4. CUT YOURSELF SOME SLACK. If you make a mistake, move on. Often people will get so caught up in the idea of “dieting” that they become consumed with guilt after eating a bag of chips or a few (in my case 6-8!) cookies. It happened. Get over it. Try not to get caught in the mindset that you already polluted your diet so why not just let the whole day/week/month go. The further into the rabbit hole you go, the harder it is to get back. You can enjoy your favorite foods in moderation and not make a huge dent in your body composition. You didn’t get lean by eating one healthy meal and you won’t gain a ton of fat by eating one less than optimal meal either. Guilt over food is a difficult thing to overcome and a completely useless, unhealthy emotion.

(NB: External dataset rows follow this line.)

use thiserror::Error;

#[derive(Debug, Clone, PartialEq, Eq, Error)]
pub enum BreedNameError {
    #[error("No breed segment in image URL: {url}")]
    MissingBreedSegment { url: String },
}

/// Derive the breed label encoded in an image URL.
///
/// The breed lives in the path segment just before the filename, e.g.
/// `https://images.dog.ceo/breeds/hound-afghan/n02088094_1003.jpg`.
/// Compound segments are written `category-subbreed` and come back as
/// `"subbreed category"`. Only the first hyphen splits, so `a-b-c` becomes
/// `"b-c a"`.
pub fn derive_breed_name(url: &str) -> Result<String, BreedNameError> {
    let segment = breed_segment(url).ok_or_else(|| BreedNameError::MissingBreedSegment {
        url: url.to_string(),
    })?;

    let breed = match segment.split_once('-') {
        Some((category, sub_breed)) => format!("{} {}", sub_breed, category),
        None => segment.to_string(),
    };

    Ok(breed)
}

/// Upper-cased form shown when the answer is revealed.
pub fn reveal_answer(breed: &str) -> String {
    breed.to_uppercase()
}

/// Case-insensitive comparison of a guess against the derived breed.
pub fn is_correct_guess(guess: &str, breed: &str) -> bool {
    guess.to_lowercase() == breed.to_lowercase()
}

fn breed_segment(url: &str) -> Option<&str> {
    // Drop fragment and query before looking at the path
    let url = url.split('#').next().unwrap_or(url);
    let url = url.split('?').next().unwrap_or(url);
    let path = match url.split_once("://") {
        Some((_, rest)) => rest.split_once('/').map(|(_, path)| path)?,
        None => url,
    };

    let segments: Vec<&str> = path.split('/').filter(|s| !s.is_empty()).collect();
    if segments.len() < 2 {
        return None;
    }

    let segment = segments[segments.len() - 2];
    if segment.trim_matches('-').is_empty() {
        return None;
    }

    Some(segment)
}
use crate::RoundId;

#[derive(Debug, Clone, PartialEq, Eq)]
pub enum RoundEvent {
    RoundStarted {
        round: RoundId,
    },
    GuessRejected {
        round: RoundId,
    },
    GuessSubmitted {
        round: RoundId,
        guess: String,
        guess_count: u32,
    },
    RoundSolved {
        round: RoundId,
        guess_count: u32,
    },
    RoundAbandoned {
        round: RoundId,
        guess_count: u32,
    },
    ImageLoaded {
        round: RoundId,
        url: String,
    },
    ImageFailed {
        round: RoundId,
        reason: String,
    },
    StaleImageDiscarded {
        round: RoundId,
        current: RoundId,
    },
    IntentIgnored {
        round: RoundId,
        intent: &'static str,
    },
}

impl RoundEvent {
    /// The round the event refers to. For a discarded image this is the
    /// superseded round, not the active one.
    pub fn round(&self) -> RoundId {
        match self {
            RoundEvent::RoundStarted { round } => *round,
            RoundEvent::GuessRejected { round } => *round,
            RoundEvent::GuessSubmitted { round, .. } => *round,
            RoundEvent::RoundSolved { round, .. } => *round,
            RoundEvent::RoundAbandoned { round, .. } => *round,
            RoundEvent::ImageLoaded { round, .. } => *round,
            RoundEvent::ImageFailed { round, .. } => *round,
            RoundEvent::StaleImageDiscarded { round, .. } => *round,
            RoundEvent::IntentIgnored { round, .. } => *round,
        }
    }
}

/// Event handler trait for processing round events
pub trait RoundEventHandler: Send + Sync {
    fn handle_event(&self, event: &RoundEvent);
}

/// Simple event bus for distributing round events
pub struct RoundEventBus {
    handlers: Vec<Box<dyn RoundEventHandler>>,
}

impl RoundEventBus {
    pub fn new() -> Self {
        Self {
            handlers: Vec::new(),
        }
    }

    pub fn add_handler(&mut self, handler: Box<dyn RoundEventHandler>) {
        self.handlers.push(handler);
    }

    pub fn publish(&self, event: &RoundEvent) {
        for handler in &self.handlers {
            handler.handle_event(event);
        }
    }

    pub fn publish_all(&self, events: &[RoundEvent]) {
        for event in events {
            self.publish(event);
        }
    }
}

impl Default for RoundEventBus {
    fn default() -> Self {
        Self::new()
    }
}

#[cfg(test)]
mod tests {
    use super::*;
    use std::sync::{Arc, Mutex};

    struct TestHandler {
        events: Arc<Mutex<Vec<RoundEvent>>>,
    }

    impl RoundEventHandler for TestHandler {
        fn handle_event(&self, event: &RoundEvent) {
            self.events.lock().unwrap().push(event.clone());
        }
    }

    #[test]
    fn test_event_bus() {
        let events = Arc::new(Mutex::new(Vec::new()));
        let mut bus = RoundEventBus::new();
        bus.add_handler(Box::new(TestHandler {
            events: events.clone(),
        }));
        bus.add_handler(Box::new(TestHandler {
            events: events.clone(),
        }));

        bus.publish(&RoundEvent::RoundStarted { round: RoundId(7) });

        let seen = events.lock().unwrap();
        assert_eq!(seen.len(), 2);
        assert_eq!(seen[0].round(), RoundId(7));
    }

    #[test]
    fn test_stale_event_reports_superseded_round() {
        let event = RoundEvent::StaleImageDiscarded {
            round: RoundId(1),
            current: RoundId(3),
        };
        assert_eq!(event.round(), RoundId(1));
    }
}
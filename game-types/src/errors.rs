use serde::{Deserialize, Serialize};
use thiserror::Error;
use ts_rs::TS;

pub const EMPTY_GUESS_MESSAGE: &str = "Please enter a guess.";
pub const FETCH_FAILURE_MESSAGE: &str =
    "Failed to fetch image. Please try reloading the page again.";

/// Player-facing errors shown inline next to the guess form.
///
/// Neither kind is fatal: the round stays interactive and the message is
/// cleared as soon as the player edits the guess input or restarts.
#[derive(Debug, Clone, PartialEq, Eq, Serialize, Deserialize, TS, Error)]
#[ts(export)]
pub enum GameError {
    /// The submitted guess was empty or whitespace only.
    #[error("Please enter a guess.")]
    Validation,
    /// The image provider could not be reached or returned something unusable.
    #[error("Failed to fetch image. Please try reloading the page again.")]
    Fetch,
}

5. CHANGE YOUR FOOD PARADIGM. I posted on my blog last month about my food obsession (read it here!) and this is an important hurdle to mount. If you eat mindlessly, without a proper realization and acceptance of how food affects your body, you could likely derail your fat loss goals. Once food is put in it’s place-a source of fuel and a servant to your body-you will be more apt to make better choices. Food does not control you. Food does not dictate whether or not you have fun at a party or decide if you enjoy the holiday season.

I wish you all the very best for the remainder of 2011, and I hope to see you in class OFTEN! Be sure to stay consistent on training during this busy time in order reap the positive physiological effects of exercise and start 2012 with a bang.